__Task to complete__
Please transcribe, exactly, the line that contains "pub use control_loop::ControlLoop;" and every line after it to the end of the records, and nothing else.
____ Source records
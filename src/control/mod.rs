//! Closed-loop control for robot mechanisms
//!
//! Provides the [`ControlLoop`] capability trait, the [`Pid`] implementation,
//! and a fixed-rate runner for driving a loop against a sensor and actuator.

mod control_loop;
mod pid;
mod runner;

pub use control_loop::ControlLoop;
pub use pid::{Pid, PidConfig, PidState};
pub use runner::{LoopConfig, LoopHandle, LoopRunner, LoopStats};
________
__The answer__
pub use control_loop::ControlLoop;
pub use pid::{Pid, PidConfig, PidState};
pub use runner::{LoopConfig, LoopHandle, LoopRunner, LoopStats};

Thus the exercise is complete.